The next step is breaking change into its component parts and then being patient as you work through the process, Obama said. He gave as an example the Affordable Care Act. The law provided health care to 20 million people who didn’t have it before, Obama said, and cut the uninsured rate to its lowest reported level ever. Despite the success, some members of his party were dissatisfied.

“Some Democrats—some people in my own party—were frustrated because we hadn’t insured everybody yet,” he said. He had to explain that the process would be difficult and take time. “This is the first phase. … We’re gonna build on it, continuously over time, and refine it, make it better.”

Change is a process, Obama said; it requires patience, consistency and time. “Don’t expect perfect performance immediately,” he said.” As long as you’re moving in the right direction … that’s how to bring about real change.”

Push for progress

Obama is “cautiously optimistic” about the future, despite the myriad of challenges—corruption, racial tensions, strained economies, environmental challenges—the world faces.

“The arc—the trajectory—of human history has been progress,” he said. People today are, on average, wealthier, healthier, more tolerant and better educated, he said. “Things have gotten better. 50 years ago, it would have been unimaginable for me to be sitting here talking to you.”

Nonetheless, more work remains “because that progress is not inevitable,” he said. Organizations must ensure all people are treated with respect and afforded opportunity to advance and contribute. Communities must develop pathways that allow all students—children and adults—to access an affordable, high-quality education. And we must all become better stewards of our environment, Obama said.

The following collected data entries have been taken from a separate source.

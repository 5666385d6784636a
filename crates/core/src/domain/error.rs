// Domain Error Types

use thiserror::Error;

#[derive(Error, Debug, Clone, PartialEq, Eq)]
pub enum DomainError {
    #[error("Missing signing key: an API key is required to sign a tenant token")]
    MissingSigningKey,

    #[error("Missing search rules: a tenant token needs at least one search rule")]
    MissingSearchRules,

    #[error("Expired token: expiresAt ({expires_at}) must be in the future")]
    ExpiredToken { expires_at: i64 },

    #[error("Invalid API key uid: {0:?} is not a valid UUID")]
    InvalidApiKeyUid(String),

    #[error("Token signing failed: {0}")]
    Signing(String),

    #[error("Token verification failed: {0}")]
    Verification(String),
}

pub type Result<T> = std::result::Result<T, DomainError>;
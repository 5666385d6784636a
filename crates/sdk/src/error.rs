//! SDK Error Types

use meili_core::domain::{DomainError, TaskStatus, TaskUid};
use meili_core::port::TransportError;
use meili_core::{ApiError, AppError};
use thiserror::Error;

/// SDK Result type
pub type Result<T> = std::result::Result<T, SdkError>;

/// SDK Error
#[derive(Debug, Error)]
pub enum SdkError {
    #[error("Connection error: {0}")]
    Connection(String),

    #[error("Request timed out: {0}")]
    Timeout(String),

    /// Non-2xx response from the server
    #[error("API error: {0}")]
    Api(ApiError),

    #[error("Timed out waiting for task {task_uid} (last status: {})", display_status(.last_status))]
    WaitTimeout {
        task_uid: TaskUid,
        last_status: Option<TaskStatus>,
    },

    #[error("Wait for task {task_uid} was cancelled (last status: {})", display_status(.last_status))]
    WaitCancelled {
        task_uid: TaskUid,
        last_status: Option<TaskStatus>,
    },

    #[error("Tenant token error: {0}")]
    TenantToken(DomainError),

    #[error("Serialization error: {0}")]
    Serialization(#[from] serde_json::Error),

    #[error("Invalid response: {0}")]
    InvalidResponse(String),

    #[error("Invalid request: {0}")]
    InvalidRequest(String),

    #[error("Configuration error: {0}")]
    Config(String),
}

fn display_status(status: &Option<TaskStatus>) -> String {
    status.map_or_else(|| "unknown".to_string(), |s| s.to_string())
}

impl SdkError {
    /// Server error body, if the server answered with a non-2xx status
    pub fn api_error(&self) -> Option<&ApiError> {
        match self {
            SdkError::Api(e) => Some(e),
            _ => None,
        }
    }

    pub fn is_wait_timeout(&self) -> bool {
        matches!(self, SdkError::WaitTimeout { .. })
    }
}

impl From<TransportError> for SdkError {
    fn from(e: TransportError) -> Self {
        match e {
            TransportError::Communication(msg) => SdkError::Connection(msg),
            TransportError::Timeout(msg) => SdkError::Timeout(msg),
            TransportError::InvalidResponse(msg) => SdkError::InvalidResponse(msg),
            TransportError::InvalidRequest(msg) => SdkError::InvalidRequest(msg),
        }
    }
}

impl From<AppError> for SdkError {
    fn from(e: AppError) -> Self {
        match e {
            AppError::Domain(e) => SdkError::TenantToken(e),
            AppError::Transport(e) => e.into(),
            AppError::Api(e) => SdkError::Api(e),
            AppError::WaitTimeout {
                task_uid,
                last_status,
            } => SdkError::WaitTimeout {
                task_uid,
                last_status,
            },
            AppError::WaitCancelled {
                task_uid,
                last_status,
            } => SdkError::WaitCancelled {
                task_uid,
                last_status,
            },
            AppError::Serialization(e) => SdkError::Serialization(e),
            AppError::Config(msg) => SdkError::Config(msg),
            AppError::Validation(msg) => SdkError::InvalidRequest(msg),
        }
    }
}

impl From<DomainError> for SdkError {
    fn from(e: DomainError) -> Self {
        SdkError::TenantToken(e)
    }
}

impl From<config::ConfigError> for SdkError {
    fn from(e: config::ConfigError) -> Self {
        SdkError::Config(e.to_string())
    }
}
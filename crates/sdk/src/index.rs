//! Index handle
//!
//! Writes are asynchronous on the server: they return a `TaskInfo` whose
//! `task_uid` can be handed to `wait_for_task`.

use crate::client::Client;
use crate::error::Result;
use meili_core::application::WaitParams;
use meili_core::domain::{
    IndexStats, SearchRequest, SearchResponse, Task, TaskInfo, TaskUid, TasksQuery, TasksResults,
};
use meili_core::port::HttpRequest;
use serde::de::DeserializeOwned;
use serde::Serialize;

/// Handle on one index
#[derive(Clone)]
pub struct Index {
    uid: String,
    client: Client,
}

impl Index {
    pub(crate) fn new(uid: String, client: Client) -> Self {
        Self { uid, client }
    }

    pub fn uid(&self) -> &str {
        &self.uid
    }

    fn path(&self, suffix: &str) -> String {
        format!("/indexes/{}{}", self.uid, suffix)
    }

    fn with_primary_key(request: HttpRequest, primary_key: Option<&str>) -> HttpRequest {
        match primary_key {
            Some(key) => request.with_query(vec![("primaryKey".to_string(), key.to_string())]),
            None => request,
        }
    }

    /// Add documents, replacing any existing document with the same id
    pub async fn add_documents<T: Serialize>(
        &self,
        documents: &[T],
        primary_key: Option<&str>,
    ) -> Result<TaskInfo> {
        let request = HttpRequest::post(self.path("/documents"), serde_json::to_value(documents)?);
        self.client
            .call(Self::with_primary_key(request, primary_key))
            .await
    }

    /// Add documents, merging fields into existing documents with the same id
    pub async fn update_documents<T: Serialize>(
        &self,
        documents: &[T],
        primary_key: Option<&str>,
    ) -> Result<TaskInfo> {
        let request = HttpRequest::put(self.path("/documents"), serde_json::to_value(documents)?);
        self.client
            .call(Self::with_primary_key(request, primary_key))
            .await
    }

    pub async fn get_document<T: DeserializeOwned>(&self, document_id: &str) -> Result<T> {
        self.client
            .call(HttpRequest::get(self.path(&format!("/documents/{document_id}"))))
            .await
    }

    pub async fn delete_document(&self, document_id: &str) -> Result<TaskInfo> {
        self.client
            .call(HttpRequest::delete(
                self.path(&format!("/documents/{document_id}")),
            ))
            .await
    }

    pub async fn delete_all_documents(&self) -> Result<TaskInfo> {
        self.client
            .call(HttpRequest::delete(self.path("/documents")))
            .await
    }

    pub async fn search(&self, request: &SearchRequest) -> Result<SearchResponse> {
        self.client
            .call(HttpRequest::post(
                self.path("/search"),
                serde_json::to_value(request)?,
            ))
            .await
    }

    pub async fn get_filterable_attributes(&self) -> Result<Vec<String>> {
        self.client
            .call(HttpRequest::get(
                self.path("/settings/filterable-attributes"),
            ))
            .await
    }

    pub async fn update_filterable_attributes<I, S>(&self, attributes: I) -> Result<TaskInfo>
    where
        I: IntoIterator<Item = S>,
        S: Into<String>,
    {
        let attributes: Vec<String> = attributes.into_iter().map(Into::into).collect();
        self.client
            .call(HttpRequest::put(
                self.path("/settings/filterable-attributes"),
                serde_json::to_value(attributes)?,
            ))
            .await
    }

    pub async fn update_sortable_attributes<I, S>(&self, attributes: I) -> Result<TaskInfo>
    where
        I: IntoIterator<Item = S>,
        S: Into<String>,
    {
        let attributes: Vec<String> = attributes.into_iter().map(Into::into).collect();
        self.client
            .call(HttpRequest::put(
                self.path("/settings/sortable-attributes"),
                serde_json::to_value(attributes)?,
            ))
            .await
    }

    /// Tasks of this index, newest first
    pub async fn get_tasks(&self) -> Result<TasksResults> {
        self.client
            .get_tasks(&TasksQuery::new().with_index_uids([self.uid.as_str()]))
            .await
    }

    pub async fn wait_for_task(&self, uid: TaskUid, params: WaitParams) -> Result<Task> {
        self.client.wait_for_task(uid, params).await
    }

    pub async fn stats(&self) -> Result<IndexStats> {
        self.client.call(HttpRequest::get(self.path("/stats"))).await
    }
}
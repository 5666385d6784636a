// Domain Layer - Pure data model of the search service

pub mod error;
pub mod index;
pub mod instance;
pub mod key;
pub mod search;
pub mod search_rules;
pub mod task;

// Re-exports
pub use error::DomainError;
pub use index::{IndexConfig, IndexInfo, IndexUid, IndexesResults};
pub use instance::{Health, IndexStats, Stats, Version};
pub use key::{Key, KeyCreate, KeyUpdate, KeysQuery, KeysResults};
pub use search::{MatchingStrategy, SearchRequest, SearchResponse};
pub use search_rules::{SearchRule, SearchRules, ALL_INDEXES};
pub use task::{
    Task, TaskDetails, TaskError, TaskInfo, TaskStatus, TaskType, TaskUid, TasksQuery,
    TasksResults,
};
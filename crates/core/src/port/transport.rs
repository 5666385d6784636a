// Transport Port
// Abstraction over the HTTP client that talks to the search service

use async_trait::async_trait;
use serde_json::Value;
use thiserror::Error;

/// HTTP method subset used by the REST API
#[derive(Debug, Clone, Copy, PartialEq, Eq, Hash)]
pub enum HttpMethod {
    Get,
    Post,
    Put,
    Patch,
    Delete,
}

impl HttpMethod {
    pub fn as_str(self) -> &'static str {
        match self {
            HttpMethod::Get => "GET",
            HttpMethod::Post => "POST",
            HttpMethod::Put => "PUT",
            HttpMethod::Patch => "PATCH",
            HttpMethod::Delete => "DELETE",
        }
    }
}

impl std::fmt::Display for HttpMethod {
    fn fmt(&self, f: &mut std::fmt::Formatter<'_>) -> std::fmt::Result {
        f.write_str(self.as_str())
    }
}

/// One request against the REST API
///
/// `path` is relative to the configured host (e.g. `/tasks/7`).
#[derive(Debug, Clone, PartialEq)]
pub struct HttpRequest {
    pub method: HttpMethod,
    pub path: String,
    pub query: Vec<(String, String)>,
    pub body: Option<Value>,
}

impl HttpRequest {
    pub fn new(method: HttpMethod, path: impl Into<String>) -> Self {
        Self {
            method,
            path: path.into(),
            query: Vec::new(),
            body: None,
        }
    }

    pub fn get(path: impl Into<String>) -> Self {
        Self::new(HttpMethod::Get, path)
    }

    pub fn post(path: impl Into<String>, body: Value) -> Self {
        Self::new(HttpMethod::Post, path).with_body(body)
    }

    pub fn put(path: impl Into<String>, body: Value) -> Self {
        Self::new(HttpMethod::Put, path).with_body(body)
    }

    pub fn patch(path: impl Into<String>, body: Value) -> Self {
        Self::new(HttpMethod::Patch, path).with_body(body)
    }

    pub fn delete(path: impl Into<String>) -> Self {
        Self::new(HttpMethod::Delete, path)
    }

    pub fn with_body(mut self, body: Value) -> Self {
        self.body = Some(body);
        self
    }

    pub fn with_query(mut self, query: Vec<(String, String)>) -> Self {
        self.query = query;
        self
    }
}

/// Raw response: status code plus parsed JSON body (if any)
#[derive(Debug, Clone, PartialEq)]
pub struct HttpResponse {
    pub status: u16,
    pub body: Option<Value>,
}

impl HttpResponse {
    pub fn new(status: u16, body: Option<Value>) -> Self {
        Self { status, body }
    }

    pub fn is_success(&self) -> bool {
        (200..300).contains(&self.status)
    }
}

/// Transport-level failures (no HTTP response was obtained)
#[derive(Error, Debug, Clone, PartialEq, Eq)]
pub enum TransportError {
    #[error("Communication error: {0}")]
    Communication(String),

    #[error("Request timed out: {0}")]
    Timeout(String),

    #[error("Invalid response body: {0}")]
    InvalidResponse(String),

    #[error("Invalid request: {0}")]
    InvalidRequest(String),
}

/// Transport trait
///
/// Implementations:
/// - ReqwestTransport (meili-infra-http): real HTTP
/// - mocks::RecordingTransport: scripted responses for tests
#[async_trait]
pub trait Transport: Send + Sync {
    /// Send one request and return the status and body
    ///
    /// Non-2xx statuses are NOT errors at this level; only failures to obtain
    /// a response are.
    async fn issue(&self, request: HttpRequest) -> Result<HttpResponse, TransportError>;
}

// ============================================================================
// Mock Implementations for Testing
// ============================================================================

pub mod mocks {
    use super::*;
    use std::collections::VecDeque;
    use std::sync::Mutex;

    /// Transport that replays queued responses and records every request
    #[derive(Default)]
    pub struct RecordingTransport {
        responses: Mutex<VecDeque<Result<HttpResponse, TransportError>>>,
        requests: Mutex<Vec<HttpRequest>>,
    }

    impl RecordingTransport {
        pub fn new() -> Self {
            Self::default()
        }

        pub fn push_response(&self, status: u16, body: Value) -> &Self {
            self.responses
                .lock()
                .unwrap()
                .push_back(Ok(HttpResponse::new(status, Some(body))));
            self
        }

        pub fn push_empty(&self, status: u16) -> &Self {
            self.responses
                .lock()
                .unwrap()
                .push_back(Ok(HttpResponse::new(status, None)));
            self
        }

        pub fn push_error(&self, error: TransportError) -> &Self {
            self.responses.lock().unwrap().push_back(Err(error));
            self
        }

        pub fn requests(&self) -> Vec<HttpRequest> {
            self.requests.lock().unwrap().clone()
        }

        pub fn last_request(&self) -> Option<HttpRequest> {
            self.requests.lock().unwrap().last().cloned()
        }
    }

    #[async_trait]
    impl Transport for RecordingTransport {
        async fn issue(&self, request: HttpRequest) -> Result<HttpResponse, TransportError> {
            self.requests.lock().unwrap().push(request);
            self.responses.lock().unwrap().pop_front().unwrap_or_else(|| {
                Err(TransportError::Communication(
                    "no scripted response left".to_string(),
                ))
            })
        }
    }
}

“Progress is the result of each of us, individually, taking responsibility for making things a little bit better,” he said. “If we can have a sense of humor, be forgiving about our foibles and flaws, knowing that none of us are perfect but [that] we all have our responsibility to make the world a better place … If all of us are doing our part in that way, we’ll figure it out. We’ll be OK.”

 

Kanoe Namahoe is the editor of SmartBrief on Workforce and SmartBrief on EdTech.